Collision-free Object Manipulation
Overview
Our team built a system for placing HO scale model trains onto a bachman track using a 7 dof Franka robot arm. Our team consisted of Theo Coulson, Andnet DeBoer, and myself. This system utilizes a custom Python ROS2 API for the motion planning, robot state, and planning scene aspects of controlling the Franka robot arm. A custom package called franka_express uses OpenCV and YOLO for detection of the train cars, track, and track control switch. The package also contains a service call that runs the entire loop to create the planning scene, detect all relevant objects, pick and place each train car, and operate the control switch to run the train cars alongside a locomotive. The Franka arm was outfitted with custom grippers for use in fine maipulation of the train bogies, which require accuracy to within 1 millimeter in order to be properly placed onto the track. My primary contribution was to the motion planning of the arm with ROS2, using OpenCV and YOLO bounding boxes to determine the positions of the objects and the appropriate motions to pick, place, and align the train cars and their bogies with the track.
Subsystems

Planning scene setup.
MoveIt API
The first part of the project to be completed was the development of the Python MoveIt API. Using the existing ROS2 Moveit library, the team developed user friendly functions that allowed the user to easily plan a path to a specific pose or move in a Cartesian path between poses. Our team also implimented functionality for loading a planning scene from a yaml file, dynamically adding/removing collision objects to the planning scene, and tracking the robot state. Add a short gif here of the Rviz simulation working to show off planning scene.
Hardware
Custom Grippers
To effectively grip the bogies of the train for proper track alignment, our team created a set of custom grippers that could be mounted to the stock Franka end effector. The grippers were designed in Onshape and 3d printed in PLA. A thin foam layer was added as a final adjustment to allow firm grip without deforming the grippers.
Intel RealSense D450
The RealSense was selected for its ability to provide reasonably accurate depth information and its native compatibility with ROS2.
Model Train Cars
The locomotive was a Piko DB class 191. Our test cars for railing were a Lionel NYC caboose and a 40ft reefer of unknown make. Our track was steel Bachmann E-Z track. The controller was a Kato analog controller.
Vision
Our team designed the vision system to identify the trains, track, and any other aspects of the planning scene using a single Intel RealSense mounted to the end effector. To identify the various elements of the scene, a YOLO model was trained on sections of Bachmann track, two model trains, the model locomotive, and the control switch box. To gather the necessary training data, we took videos using the Franka-mounted RealSense.
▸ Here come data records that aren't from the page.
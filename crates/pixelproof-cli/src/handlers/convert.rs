//! Convert command handler

use super::{reporter_for, under_root};
use crate::config::CliConfig;
use crate::error::CliResult;
use crate::ConvertArgs;
use pixelproof::rasterize::{conversion_guide, convert_directory, svg_files, ConversionOutcome};
use pixelproof::{BaselineStore, RasterizerChain};

/// Execute the convert command
pub fn execute_convert(config: &CliConfig, args: &ConvertArgs) -> CliResult<Vec<ConversionOutcome>> {
    let layout = config.layout();
    let svg_dir = under_root(config, &args.svg_dir);
    let store = BaselineStore::new(&layout.baselines, &layout.screenshots);
    let chain = if args.placeholder_only {
        RasterizerChain::placeholder_only()
    } else {
        RasterizerChain::default()
    }
    .with_width(args.width);

    let mut reporter = reporter_for(config);
    let total = if svg_dir.is_dir() { svg_files(&svg_dir)?.len() } else { 0 };
    reporter.start_progress(total as u64, "converting design exports");

    let outcomes = convert_directory(&svg_dir, &store, &chain, |outcome| {
        reporter.set_message(&outcome.component);
        reporter.increment(1);
    });
    reporter.finish();
    let outcomes = outcomes?;

    for outcome in &outcomes {
        if outcome.placeholder {
            reporter.warning(&format!(
                "{}: placeholder written ({})",
                outcome.component,
                outcome.baseline.display()
            ));
        } else {
            reporter.success(&format!(
                "{}: rendered with {}",
                outcome.component, outcome.renderer
            ));
        }
    }

    let placeholders = outcomes.iter().filter(|o| o.placeholder).count();
    reporter.info(&format!(
        "{} baselines written to {} ({placeholders} placeholders)",
        outcomes.len(),
        layout.baselines.display()
    ));

    if let Some(guide) = &args.guide {
        let guide = under_root(config, guide);
        std::fs::write(&guide, conversion_guide())?;
        reporter.info(&format!("Conversion guide: {}", guide.display()));
    } else if placeholders > 0 {
        reporter.info("Pass --guide <file> for manual conversion steps");
    }

    Ok(outcomes)
}

#[cfg(test)]
#[allow(clippy::unwrap_used, clippy::expect_used)]
mod tests {
    use super::*;
    use std::fs;
    use std::path::PathBuf;
    use tempfile::TempDir;

    fn args(dir: &str) -> ConvertArgs {
        ConvertArgs {
            svg_dir: PathBuf::from(dir),
            width: 200,
            placeholder_only: true,
            guide: Some(PathBuf::from("CONVERSION.md")),
        }
    }

    #[test]
    fn test_convert_under_root() {
        let dir = TempDir::new().unwrap();
        let exports = dir.path().join("exports");
        fs::create_dir_all(&exports).unwrap();
        fs::write(exports.join("Thread List.svg"), "<svg/>").unwrap();
        let config = CliConfig::new()
            .with_root(dir.path())
            .with_verbosity(crate::Verbosity::Quiet);

        let outcomes = execute_convert(&config, &args("exports")).unwrap();
        assert_eq!(outcomes.len(), 1);
        assert_eq!(outcomes[0].component, "thread_list");
        assert!(outcomes[0].baseline.is_file());
        assert!(dir.path().join("CONVERSION.md").is_file());
    }

    #[test]
    fn test_missing_directory_fails() {
        let dir = TempDir::new().unwrap();
        let config = CliConfig::new()
            .with_root(dir.path())
            .with_verbosity(crate::Verbosity::Quiet);
        assert!(execute_convert(&config, &args("nowhere")).is_err());
    }
}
Training images used for the YOLO model.
We then used Grounding Dino and Meta’s SAM 2 to produce approximate bounding boxes from text descriptions of each car. Camera calibration was done with an Aruco marker to determine the distance/orientation of the camera relative to the table. The YOLO model outputs a Pytorch Tensor containing all data related to the minimum bounding boxes of the various elements in its immediate field of view. Our system extracts the corners of the bounding box and calculates the center pixel and orientation of the object. The system subscribes to two seperate vision topics to get the RGB and depth pixels of each object and uses the data from a seperate camera info topic to convert the pixel data to distances in meters in the planning scene.
System Flow
Once the custom service is called, the Franka arm returns to its home pose. It then runs a custom scan function to identify all objects in the RealSense’s field of vision. This function creates a dictionary of each detected object, runs until each object has 50 poses, then averages the results to ensure an accurate position, depth, and orientation relative to the camera. The robot proceeds to a position such that the locomotive is the only object in frame and runs this scan function again to achieve even more precise measurements of its position. This is done again for the track section on which the train cars will be placed. This core loop of move, scan, and average is performed again on the train cars in the staging area. The robot arm then selects each car in order and moves them to align with the track position. Once the car has been placed on the track, the grippers move to the front bogies to pinch and lift them slgihtly above the track. This is done again for the back bogies on each car. The reason for this is to align the bogies with the track position so the car will glide freely on the rails, this is necessary as the bogies will freely rotate while the train is being lifted by the robot and, if improperly aligned, the train will not be able to move along the track.
Personal contributions
My personal contributions are as follows:
- Development and testing of the planning scene package in the MoveIt API.
- Development of various functions to calulate the distance, depth, and orientation of objects in the scene using data from the RealSense camera and Pytorch Tensors from the YOLO model.
- Development and testing the motion planning of identification and placing of the train cars.
Background
The system was developed as part of a group final project for Northwestern University’s Mechanical Engineering 450: Embedded Systems in Robotics.